(ENTRIES PROVIDED Opens)
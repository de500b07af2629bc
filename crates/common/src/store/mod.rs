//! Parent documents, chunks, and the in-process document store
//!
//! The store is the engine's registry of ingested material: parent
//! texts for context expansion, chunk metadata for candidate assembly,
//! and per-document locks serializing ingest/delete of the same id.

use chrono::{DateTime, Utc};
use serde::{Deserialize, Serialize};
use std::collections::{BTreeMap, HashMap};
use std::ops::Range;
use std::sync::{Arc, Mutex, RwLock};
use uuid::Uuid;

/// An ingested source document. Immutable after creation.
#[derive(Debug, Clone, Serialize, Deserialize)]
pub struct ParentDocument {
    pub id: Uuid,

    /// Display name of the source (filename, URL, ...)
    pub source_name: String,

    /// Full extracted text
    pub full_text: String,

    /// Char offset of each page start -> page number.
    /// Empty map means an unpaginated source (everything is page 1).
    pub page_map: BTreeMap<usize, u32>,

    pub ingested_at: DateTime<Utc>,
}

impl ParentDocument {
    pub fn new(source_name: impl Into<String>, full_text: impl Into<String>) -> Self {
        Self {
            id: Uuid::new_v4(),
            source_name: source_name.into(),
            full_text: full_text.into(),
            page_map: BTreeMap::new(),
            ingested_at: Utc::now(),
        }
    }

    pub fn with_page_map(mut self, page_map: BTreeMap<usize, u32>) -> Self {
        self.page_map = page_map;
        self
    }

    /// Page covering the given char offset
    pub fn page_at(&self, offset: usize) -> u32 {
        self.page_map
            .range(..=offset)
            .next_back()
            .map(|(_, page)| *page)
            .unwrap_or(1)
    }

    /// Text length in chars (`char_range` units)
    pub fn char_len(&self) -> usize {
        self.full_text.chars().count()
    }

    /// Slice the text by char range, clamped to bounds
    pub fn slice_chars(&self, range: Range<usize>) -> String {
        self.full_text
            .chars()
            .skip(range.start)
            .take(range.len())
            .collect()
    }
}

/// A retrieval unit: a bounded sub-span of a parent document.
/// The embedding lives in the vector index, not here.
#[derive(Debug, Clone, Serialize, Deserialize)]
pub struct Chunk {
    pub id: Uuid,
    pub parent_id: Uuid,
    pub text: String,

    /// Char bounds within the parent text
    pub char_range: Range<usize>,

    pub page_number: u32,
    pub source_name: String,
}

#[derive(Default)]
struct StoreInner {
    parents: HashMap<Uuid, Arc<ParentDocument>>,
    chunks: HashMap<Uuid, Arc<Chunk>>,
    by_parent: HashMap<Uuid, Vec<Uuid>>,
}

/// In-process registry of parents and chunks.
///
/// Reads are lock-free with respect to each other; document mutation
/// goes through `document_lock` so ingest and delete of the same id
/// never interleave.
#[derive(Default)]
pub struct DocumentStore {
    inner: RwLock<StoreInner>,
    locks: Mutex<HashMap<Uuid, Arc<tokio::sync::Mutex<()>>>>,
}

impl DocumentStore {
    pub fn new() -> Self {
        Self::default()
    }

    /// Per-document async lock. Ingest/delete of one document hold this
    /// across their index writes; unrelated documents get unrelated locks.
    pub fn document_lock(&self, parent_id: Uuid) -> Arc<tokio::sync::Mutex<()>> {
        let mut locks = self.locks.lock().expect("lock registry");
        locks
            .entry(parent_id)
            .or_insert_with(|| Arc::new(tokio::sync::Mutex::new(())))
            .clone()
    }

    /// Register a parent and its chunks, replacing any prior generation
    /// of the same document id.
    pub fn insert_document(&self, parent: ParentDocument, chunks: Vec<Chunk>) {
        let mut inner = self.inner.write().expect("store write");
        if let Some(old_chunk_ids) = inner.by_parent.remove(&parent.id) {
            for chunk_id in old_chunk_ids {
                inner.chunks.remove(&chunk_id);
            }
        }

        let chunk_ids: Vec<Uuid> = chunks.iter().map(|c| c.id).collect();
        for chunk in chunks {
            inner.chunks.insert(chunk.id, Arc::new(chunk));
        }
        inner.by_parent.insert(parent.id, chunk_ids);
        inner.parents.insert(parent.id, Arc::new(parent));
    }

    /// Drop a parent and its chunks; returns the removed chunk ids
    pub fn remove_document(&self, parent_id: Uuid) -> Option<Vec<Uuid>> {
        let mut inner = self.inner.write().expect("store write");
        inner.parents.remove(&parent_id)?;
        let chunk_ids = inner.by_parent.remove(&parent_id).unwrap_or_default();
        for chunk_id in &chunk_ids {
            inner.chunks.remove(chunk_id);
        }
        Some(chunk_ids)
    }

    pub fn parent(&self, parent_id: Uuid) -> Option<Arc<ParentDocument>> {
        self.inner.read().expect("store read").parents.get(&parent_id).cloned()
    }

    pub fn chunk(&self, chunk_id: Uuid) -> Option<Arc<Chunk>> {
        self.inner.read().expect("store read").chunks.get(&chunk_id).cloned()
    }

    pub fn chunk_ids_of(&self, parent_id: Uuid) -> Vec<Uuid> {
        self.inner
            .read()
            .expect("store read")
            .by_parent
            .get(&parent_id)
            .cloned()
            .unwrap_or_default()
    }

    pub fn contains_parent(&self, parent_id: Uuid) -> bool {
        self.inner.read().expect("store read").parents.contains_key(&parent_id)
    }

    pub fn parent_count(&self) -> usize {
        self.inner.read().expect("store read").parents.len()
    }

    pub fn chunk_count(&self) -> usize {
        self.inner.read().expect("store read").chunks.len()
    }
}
(ENTRIES PROVIDED Closes)
(ENTRIES PROVIDED Opens)
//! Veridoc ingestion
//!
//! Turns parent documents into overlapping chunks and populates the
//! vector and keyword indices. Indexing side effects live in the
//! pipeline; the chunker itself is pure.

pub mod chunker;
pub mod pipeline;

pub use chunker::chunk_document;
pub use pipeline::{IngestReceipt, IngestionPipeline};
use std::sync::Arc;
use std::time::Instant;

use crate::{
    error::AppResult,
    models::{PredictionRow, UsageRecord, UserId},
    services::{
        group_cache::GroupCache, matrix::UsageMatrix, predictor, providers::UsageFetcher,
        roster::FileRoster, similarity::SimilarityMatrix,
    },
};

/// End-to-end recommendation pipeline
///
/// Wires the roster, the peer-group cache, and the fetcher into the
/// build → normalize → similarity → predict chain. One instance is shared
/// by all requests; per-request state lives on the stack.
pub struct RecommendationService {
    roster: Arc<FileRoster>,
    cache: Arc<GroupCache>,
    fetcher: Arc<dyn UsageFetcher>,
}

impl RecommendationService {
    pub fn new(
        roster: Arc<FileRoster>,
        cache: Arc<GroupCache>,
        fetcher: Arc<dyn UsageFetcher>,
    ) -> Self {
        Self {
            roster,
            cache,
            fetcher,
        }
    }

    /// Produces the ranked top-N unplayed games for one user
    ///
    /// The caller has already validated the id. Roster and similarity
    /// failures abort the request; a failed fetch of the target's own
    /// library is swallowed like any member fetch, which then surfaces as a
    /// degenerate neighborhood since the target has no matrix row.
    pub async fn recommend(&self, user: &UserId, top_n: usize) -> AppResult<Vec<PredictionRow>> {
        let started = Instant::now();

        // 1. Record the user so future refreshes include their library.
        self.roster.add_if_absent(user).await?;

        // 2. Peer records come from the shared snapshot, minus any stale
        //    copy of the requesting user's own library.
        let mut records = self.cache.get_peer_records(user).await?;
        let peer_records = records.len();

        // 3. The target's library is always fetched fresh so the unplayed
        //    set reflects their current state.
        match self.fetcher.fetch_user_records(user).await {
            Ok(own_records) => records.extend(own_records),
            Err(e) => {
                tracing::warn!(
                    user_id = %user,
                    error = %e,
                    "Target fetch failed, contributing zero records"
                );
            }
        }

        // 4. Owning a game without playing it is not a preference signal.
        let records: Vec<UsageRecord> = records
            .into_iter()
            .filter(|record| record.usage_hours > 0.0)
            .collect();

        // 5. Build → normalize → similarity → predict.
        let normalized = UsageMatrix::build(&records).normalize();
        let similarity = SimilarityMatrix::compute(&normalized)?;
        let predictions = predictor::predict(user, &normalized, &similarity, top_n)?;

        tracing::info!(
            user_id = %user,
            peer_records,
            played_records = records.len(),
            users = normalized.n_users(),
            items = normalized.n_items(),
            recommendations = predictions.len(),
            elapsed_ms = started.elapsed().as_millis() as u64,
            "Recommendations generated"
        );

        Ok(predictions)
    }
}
(ENTRIES PROVIDED Closes)
(ENTRIES PROVIDED Opens)
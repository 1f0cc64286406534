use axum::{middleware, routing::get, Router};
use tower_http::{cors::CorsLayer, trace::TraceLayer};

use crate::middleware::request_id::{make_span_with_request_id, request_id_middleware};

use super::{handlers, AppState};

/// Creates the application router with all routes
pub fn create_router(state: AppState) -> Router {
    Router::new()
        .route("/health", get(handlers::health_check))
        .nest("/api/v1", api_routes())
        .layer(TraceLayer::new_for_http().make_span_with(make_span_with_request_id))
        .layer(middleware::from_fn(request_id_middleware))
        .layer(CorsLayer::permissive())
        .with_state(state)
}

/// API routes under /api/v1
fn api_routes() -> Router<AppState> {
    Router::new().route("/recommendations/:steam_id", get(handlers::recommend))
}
(ENTRIES PROVIDED Closes)
• WHAT THIS TASK INVOLVES
From the data above, gather every line that includes the word "predictor".

• RESULT
        group_cache::GroupCache, matrix::UsageMatrix, predictor, providers::UsageFetcher,
        let predictions = predictor::predict(user, &normalized, &similarity, top_n)?;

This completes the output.